Sales volumes are also starting to ease from recent highs.
In the 12 months to May, CoreLogic said there were more than 586,000 sales nationally, up 6.5 per cent on the previous year. But monthly sales in May were down almost 27 per cent on the same month in 2021.
Properties are also taking longer to sell.
In the three months to May, the median days on market for dwellings across the country was 28 – up from a recent low of 20 days.
Similarly, the proportion of sellers willing to discount has jumped from 2.9 to 3.3 per cent since late last year.
That doesn’t necessarily mean it’s a buyer’s market.
With the Reserve Bank lifting the official cash rate half a percentage point to 0.85 per cent – the biggest monthly jump in two decades – buyers have been left with less borrowing power and higher repayments.
In the worst position are those who have recently entered the market, with some even facing the possibility their loan could be worth more than their new home.
“Putting inflation pressure aside, the rise in the RBA cash rate will be translated into an increase in home mortgage interest rates,” RMIT property expert Peng Yew Wong said.

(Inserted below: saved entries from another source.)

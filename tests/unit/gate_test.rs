//! Unit tests for the indoor-ride gate state machine.

use wattspeed::device::{GateAction, GateInputs, GatePhase, GateSignal, IndoorGate, IndoorGateState};
use wattspeed::host::{ActiveRideProfile, Units, UserProfile};

fn indoor_gate(weight: f64) -> IndoorGate {
    let mut gate = IndoorGate::new();
    gate.apply(GateSignal::UserProfile(UserProfile::with_weight(weight)));
    gate.apply(GateSignal::RideProfile(ActiveRideProfile::new("Trainer", true)));
    gate
}

/// Derived state for each combination of inputs.
#[test]
fn test_evaluate_truth_table() {
    let profile = Some(UserProfile::with_weight(75.0));

    let cases = [
        (true, profile.clone(), Some(true), IndoorGateState::Running),
        (false, profile.clone(), Some(true), IndoorGateState::Disconnected),
        (true, profile.clone(), Some(false), IndoorGateState::Disconnected),
        (true, profile.clone(), None, IndoorGateState::Disconnected),
        (true, None, Some(true), IndoorGateState::Disconnected),
    ];

    for (host_connected, user_profile, indoor, expected) in cases {
        let inputs = GateInputs {
            host_connected,
            user_profile,
            indoor,
        };
        assert_eq!(inputs.evaluate(), expected, "inputs: {:?}", inputs);
    }
}

/// The host counts as connected until told otherwise.
#[test]
fn test_default_inputs() {
    let inputs = GateInputs::default();
    assert!(inputs.host_connected);
    assert_eq!(inputs.phase(), GatePhase::AwaitingProfiles);
}

/// Ride profile alone does not start the simulation.
#[test]
fn test_ride_profile_without_user_profile_holds() {
    let mut gate = IndoorGate::new();
    let action = gate.apply(GateSignal::RideProfile(ActiveRideProfile::new("Trainer", true)));
    assert_eq!(action, GateAction::Hold);
}

/// Indoor -> outdoor -> indoor restarts the simulation.
#[test]
fn test_toggle_restarts() {
    let mut gate = indoor_gate(75.0);

    let action = gate.apply(GateSignal::RideProfile(ActiveRideProfile::new("Road", false)));
    assert_eq!(action, GateAction::Stop);
    assert_eq!(gate.phase(), GatePhase::NotIndoor);

    let action = gate.apply(GateSignal::RideProfile(ActiveRideProfile::new("Trainer", true)));
    assert_eq!(action, GateAction::Start { rider_weight_kg: 75.0 });
}

/// Renaming the ride profile is not a change.
#[test]
fn test_ride_profile_rename_holds() {
    let mut gate = indoor_gate(75.0);
    let action = gate.apply(GateSignal::RideProfile(ActiveRideProfile::new("Zwift", true)));
    assert_eq!(action, GateAction::Hold);
}

/// A repeated user profile is not a change.
#[test]
fn test_same_user_profile_holds() {
    let mut gate = indoor_gate(75.0);
    let action = gate.apply(GateSignal::UserProfile(UserProfile::with_weight(75.0)));
    assert_eq!(action, GateAction::Hold);
}

/// A new user profile restarts with the new weight.
#[test]
fn test_new_weight_restarts() {
    let mut gate = indoor_gate(75.0);
    let action = gate.apply(GateSignal::UserProfile(UserProfile::with_weight(68.0)));
    assert_eq!(action, GateAction::Start { rider_weight_kg: 68.0 });
}

/// Any profile change restarts, not just the weight.
#[test]
fn test_unit_change_restarts() {
    let mut gate = indoor_gate(75.0);
    let profile = UserProfile {
        weight_kg: 75.0,
        preferred_unit: Units::Imperial,
    };
    let action = gate.apply(GateSignal::UserProfile(profile));
    assert_eq!(action, GateAction::Start { rider_weight_kg: 75.0 });
}

/// Host disconnect stops, reconnect starts again.
#[test]
fn test_host_connection_toggles() {
    let mut gate = indoor_gate(75.0);

    assert_eq!(gate.apply(GateSignal::HostConnection(false)), GateAction::Stop);
    assert_eq!(gate.apply(GateSignal::HostConnection(false)), GateAction::Hold);
    assert_eq!(
        gate.apply(GateSignal::HostConnection(true)),
        GateAction::Start { rider_weight_kg: 75.0 }
    );
}

/// Zero weight on an indoor profile keeps the gate disconnected.
#[test]
fn test_zero_weight_stops() {
    let mut gate = IndoorGate::new();
    gate.apply(GateSignal::UserProfile(UserProfile::with_weight(0.0)));
    let action = gate.apply(GateSignal::RideProfile(ActiveRideProfile::new("Trainer", true)));
    assert_eq!(action, GateAction::Stop);
}

/// Outdoor profile from the start reports disconnected.
#[test]
fn test_outdoor_from_start_stops() {
    let mut gate = IndoorGate::new();
    gate.apply(GateSignal::UserProfile(UserProfile::with_weight(75.0)));
    let action = gate.apply(GateSignal::RideProfile(ActiveRideProfile::new("Road", false)));
    assert_eq!(action, GateAction::Stop);
    assert_eq!(gate.inputs().indoor, Some(false));
}
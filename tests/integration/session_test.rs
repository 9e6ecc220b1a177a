//! Integration tests for the device connection: gate, power tracking and tick loop.

use std::sync::Arc;
use std::time::Duration;
use wattspeed::device::{
    ConnectionStatus, DeviceConnection, DeviceEvent, ManufacturerInfo, WattSpeedExtension,
    DEVICE_UID, DISTANCE_DIFF_DATA_TYPE,
};
use wattspeed::host::{
    data_type, field, ActiveRideProfile, HostService, LocalHost, StreamState, TopicKey,
    UserProfile,
};

fn host_with_profiles(weight: f64, indoor: bool) -> LocalHost {
    let host = LocalHost::new();
    host.publish_user_profile(UserProfile::with_weight(weight));
    host.publish_ride_profile(ActiveRideProfile::new("Trainer", indoor));
    host
}

async fn connect(host: &LocalHost) -> (WattSpeedExtension, DeviceConnection) {
    let service: Arc<dyn HostService> = Arc::new(host.clone());
    let extension = WattSpeedExtension::with_defaults(service);
    let connection = extension.connect_device(DEVICE_UID).await.unwrap();
    (extension, connection)
}

fn drain(connection: &DeviceConnection) -> Vec<DeviceEvent> {
    connection.events().try_iter().collect()
}

fn speeds(events: &[DeviceEvent]) -> Vec<f64> {
    events
        .iter()
        .filter_map(|event| match event {
            DeviceEvent::DataPoint(point) if point.data_type_id == data_type::SPEED_SOURCE => {
                point.value(field::SPEED)
            }
            _ => None,
        })
        .collect()
}

fn distances(events: &[DeviceEvent]) -> Vec<f64> {
    events
        .iter()
        .filter_map(|event| match event {
            DeviceEvent::DataPoint(point) if point.data_type_id == DISTANCE_DIFF_DATA_TYPE => {
                point.value(field::DISTANCE)
            }
            _ => None,
        })
        .collect()
}

fn power_key() -> TopicKey {
    TopicKey::Stream(data_type::POWER.to_string())
}

/// Indoor profile connects, sends identity, then speed and distance per tick.
#[tokio::test(start_paused = true)]
async fn test_indoor_emits_speed_then_distance() {
    let host = host_with_profiles(75.0, true);
    host.publish_power(200.0);
    let (_extension, connection) = connect(&host).await;

    tokio::time::sleep(Duration::from_millis(1250)).await;
    let events = drain(&connection);

    assert_eq!(
        events[0],
        DeviceEvent::ConnectionStatus(ConnectionStatus::Connected)
    );
    assert_eq!(
        events[1],
        DeviceEvent::ManufacturerInfo(ManufacturerInfo::default())
    );

    // Data points alternate speed, distance
    for pair in events[2..].chunks(2) {
        match pair {
            [DeviceEvent::DataPoint(speed), DeviceEvent::DataPoint(distance)] => {
                assert_eq!(speed.data_type_id, data_type::SPEED_SOURCE);
                assert_eq!(distance.data_type_id, DISTANCE_DIFF_DATA_TYPE);
                assert_eq!(speed.source_id.as_deref(), Some(DEVICE_UID));
            }
            other => panic!("unexpected events: {:?}", other),
        }
    }

    let speeds = speeds(&events);
    let distances = distances(&events);
    assert!(speeds.len() >= 2, "got {} ticks", speeds.len());
    assert!((speeds[0] - 2.5).abs() < 1e-9);
    assert!(speeds[1] > speeds[0]);
    for (speed, distance) in speeds.iter().zip(&distances) {
        assert!((distance - speed * 0.5).abs() < 1e-9);
    }
}

/// Outdoor profile reports disconnected and produces no data.
#[tokio::test(start_paused = true)]
async fn test_outdoor_reports_disconnected() {
    let host = host_with_profiles(75.0, false);
    host.publish_power(200.0);
    let (_extension, connection) = connect(&host).await;

    tokio::time::sleep(Duration::from_secs(2)).await;

    assert_eq!(
        drain(&connection),
        vec![DeviceEvent::ConnectionStatus(ConnectionStatus::Disconnected)]
    );
    assert_eq!(host.consumer_count(&power_key()), 0);
}

/// Without any profile nothing is emitted.
#[tokio::test(start_paused = true)]
async fn test_awaiting_profiles_is_silent() {
    let host = LocalHost::new();
    host.publish_user_profile(UserProfile::with_weight(75.0));
    let (_extension, connection) = connect(&host).await;

    tokio::time::sleep(Duration::from_secs(2)).await;
    assert!(drain(&connection).is_empty());
}

/// A power stream that never delivers counts as zero power.
#[tokio::test(start_paused = true)]
async fn test_missing_power_is_zero() {
    let host = host_with_profiles(75.0, true);
    let (_extension, connection) = connect(&host).await;

    tokio::time::sleep(Duration::from_secs(2)).await;
    let speeds = speeds(&drain(&connection));

    assert!(!speeds.is_empty());
    assert!(speeds.iter().all(|s| *s == 0.0));
}

/// Indoor -> outdoor -> indoor restarts the simulation from rest.
#[tokio::test(start_paused = true)]
async fn test_toggle_resets_simulation() {
    let host = host_with_profiles(75.0, true);
    host.publish_power(300.0);
    let (_extension, connection) = connect(&host).await;

    tokio::time::sleep(Duration::from_millis(3250)).await;
    let before = speeds(&drain(&connection));
    let last_before = *before.last().unwrap();
    assert!(last_before > 2.5);

    host.publish_ride_profile(ActiveRideProfile::new("Road", false));
    tokio::time::sleep(Duration::from_millis(100)).await;
    let events = drain(&connection);
    let disconnected = events
        .iter()
        .position(|e| *e == DeviceEvent::ConnectionStatus(ConnectionStatus::Disconnected))
        .expect("no disconnect event");
    assert!(speeds(&events[disconnected..]).is_empty());

    // No zombie tick loop
    tokio::time::sleep(Duration::from_secs(2)).await;
    assert!(drain(&connection).is_empty());

    host.publish_ride_profile(ActiveRideProfile::new("Trainer", true));
    tokio::time::sleep(Duration::from_millis(100)).await;
    let events = drain(&connection);

    assert_eq!(
        events[0],
        DeviceEvent::ConnectionStatus(ConnectionStatus::Connected)
    );
    let after = speeds(&events);
    assert!((after[0] - 2.5).abs() < 1e-9, "resumed at {}", after[0]);
}

/// Leaving indoor and closing the connection release every host subscription.
#[tokio::test(start_paused = true)]
async fn test_teardown_releases_subscriptions() {
    let host = host_with_profiles(75.0, true);
    host.publish_power(150.0);
    let (_extension, connection) = connect(&host).await;

    tokio::time::sleep(Duration::from_millis(600)).await;
    assert_eq!(host.consumer_count(&power_key()), 1);
    assert_eq!(host.consumer_count(&TopicKey::UserProfile), 1);

    host.publish_ride_profile(ActiveRideProfile::new("Road", false));
    tokio::time::sleep(Duration::from_millis(100)).await;
    assert_eq!(host.consumer_count(&power_key()), 0);

    host.publish_ride_profile(ActiveRideProfile::new("Trainer", true));
    tokio::time::sleep(Duration::from_millis(100)).await;
    assert_eq!(host.consumer_count(&power_key()), 1);

    connection.close().await;
    assert_eq!(host.consumer_count(&power_key()), 0);
    assert_eq!(host.consumer_count(&TopicKey::UserProfile), 0);
    assert_eq!(host.consumer_count(&TopicKey::RideProfile), 0);
    assert_eq!(host.consumer_count(&TopicKey::Connection), 0);
}

/// Latest power wins between ticks.
#[tokio::test(start_paused = true)]
async fn test_last_power_value_wins() {
    let host = host_with_profiles(75.0, true);
    let (_extension, connection) = connect(&host).await;

    tokio::time::sleep(Duration::from_millis(100)).await;
    drain(&connection);

    host.publish_power(1000.0);
    host.publish_power(0.0);
    tokio::time::sleep(Duration::from_millis(1000)).await;

    let speeds = speeds(&drain(&connection));
    assert!(!speeds.is_empty());
    assert!(speeds.iter().all(|s| *s == 0.0));
}

/// After power stops, speed decays and reaches zero.
#[tokio::test(start_paused = true)]
async fn test_coasting_to_a_stop() {
    let host = host_with_profiles(75.0, true);
    host.publish_power(250.0);
    let (_extension, connection) = connect(&host).await;

    tokio::time::sleep(Duration::from_millis(5250)).await;
    let riding = speeds(&drain(&connection));
    assert!(*riding.last().unwrap() > 3.0);

    host.publish_stream(data_type::POWER, StreamState::NotAvailable);
    tokio::time::sleep(Duration::from_secs(20)).await;
    let coasting = speeds(&drain(&connection));

    for window in coasting.windows(2) {
        assert!(window[1] <= window[0]);
    }
    assert_eq!(*coasting.last().unwrap(), 0.0);
}

/// A new rider weight restarts the simulation.
#[tokio::test(start_paused = true)]
async fn test_profile_change_restarts() {
    let host = host_with_profiles(75.0, true);
    host.publish_power(300.0);
    let (_extension, connection) = connect(&host).await;

    tokio::time::sleep(Duration::from_millis(3250)).await;
    drain(&connection);

    host.publish_user_profile(UserProfile::with_weight(68.0));
    tokio::time::sleep(Duration::from_millis(100)).await;
    let events = drain(&connection);

    assert!(events.contains(&DeviceEvent::ConnectionStatus(ConnectionStatus::Connected)));
    assert!((speeds(&events)[0] - 2.5).abs() < 1e-9);
}

/// Host disconnect suspends emission.
#[tokio::test(start_paused = true)]
async fn test_host_disconnect_suspends() {
    let host = host_with_profiles(75.0, true);
    host.set_connected(true);
    host.publish_power(200.0);
    let (_extension, connection) = connect(&host).await;

    tokio::time::sleep(Duration::from_millis(1250)).await;
    drain(&connection);

    host.set_connected(false);
    tokio::time::sleep(Duration::from_millis(100)).await;
    let events = drain(&connection);
    assert_eq!(
        events.last(),
        Some(&DeviceEvent::ConnectionStatus(ConnectionStatus::Disconnected))
    );

    tokio::time::sleep(Duration::from_secs(2)).await;
    assert!(drain(&connection).is_empty());
}

/// A host already disconnected at connect time never sees the device connect.
#[tokio::test(start_paused = true)]
async fn test_host_disconnected_at_connect_stays_disconnected() {
    let host = host_with_profiles(75.0, true);
    host.set_connected(false);
    host.publish_power(200.0);
    let (_extension, connection) = connect(&host).await;

    tokio::time::sleep(Duration::from_secs(2)).await;
    assert_eq!(
        drain(&connection),
        vec![DeviceEvent::ConnectionStatus(ConnectionStatus::Disconnected)]
    );
    assert_eq!(host.consumer_count(&power_key()), 0);

    host.set_connected(true);
    tokio::time::sleep(Duration::from_millis(100)).await;
    let events = drain(&connection);
    assert_eq!(
        events[0],
        DeviceEvent::ConnectionStatus(ConnectionStatus::Connected)
    );
    assert!((speeds(&events)[0] - 2.5).abs() < 1e-9);
}
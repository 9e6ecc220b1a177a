//! Live power and speed readout.

use crate::host::types::Units;

/// Latest power and speed seen on the host streams.
#[derive(Debug, Clone, Copy, PartialEq, Default)]
pub struct LiveReadout {
    /// Power in watts
    pub power_watts: Option<f64>,
    /// Speed in m/s
    pub speed_ms: Option<f64>,
}

impl LiveReadout {
    /// Two-line label in the rider's units.
    pub fn label(&self, units: Units) -> String {
        let power = self
            .power_watts
            .map(|p| format!("{:.0} W", p))
            .unwrap_or_else(|| "N/A".to_string());

        let speed = self
            .speed_ms
            .map(|s| {
                let (value, unit) = units.convert_speed(s);
                format!("{:.1} {}", value, unit)
            })
            .unwrap_or_else(|| "N/A".to_string());

        format!("Power: {}\nSpeed: {}", power, speed)
    }
}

“Undoubtedly this will directly impact home borrowers as they will need to start paying a higher mortgage repayment.”
Logically, if inflation and rising rates are a double whammy for buyers and sellers alike, they can’t be good for builders.
With inflation running well ahead of expectations, the rate hike is a wake-up call for the economy, according to Master Builders Australia CEO Denita Wawn.
She understands the rationale behind the RBA decision but says there is also need to maintain economic growth to protect the construction sector as it deals with cost increases for products and labour.
“It is important the federal government makes use of both fiscal and monetary policy levers,” Ms Wawn said.
“Microeconomic reform must also be a focus.”
By this, she means reducing the cost of new homes by tackling issues like land supply, regulation and tax burdens.
Dwelling approvals declined for a second consecutive month in April, down 2.4 per cent, according to CoreLogic.
Lending for purchases also fell 6.4 per cent for the month.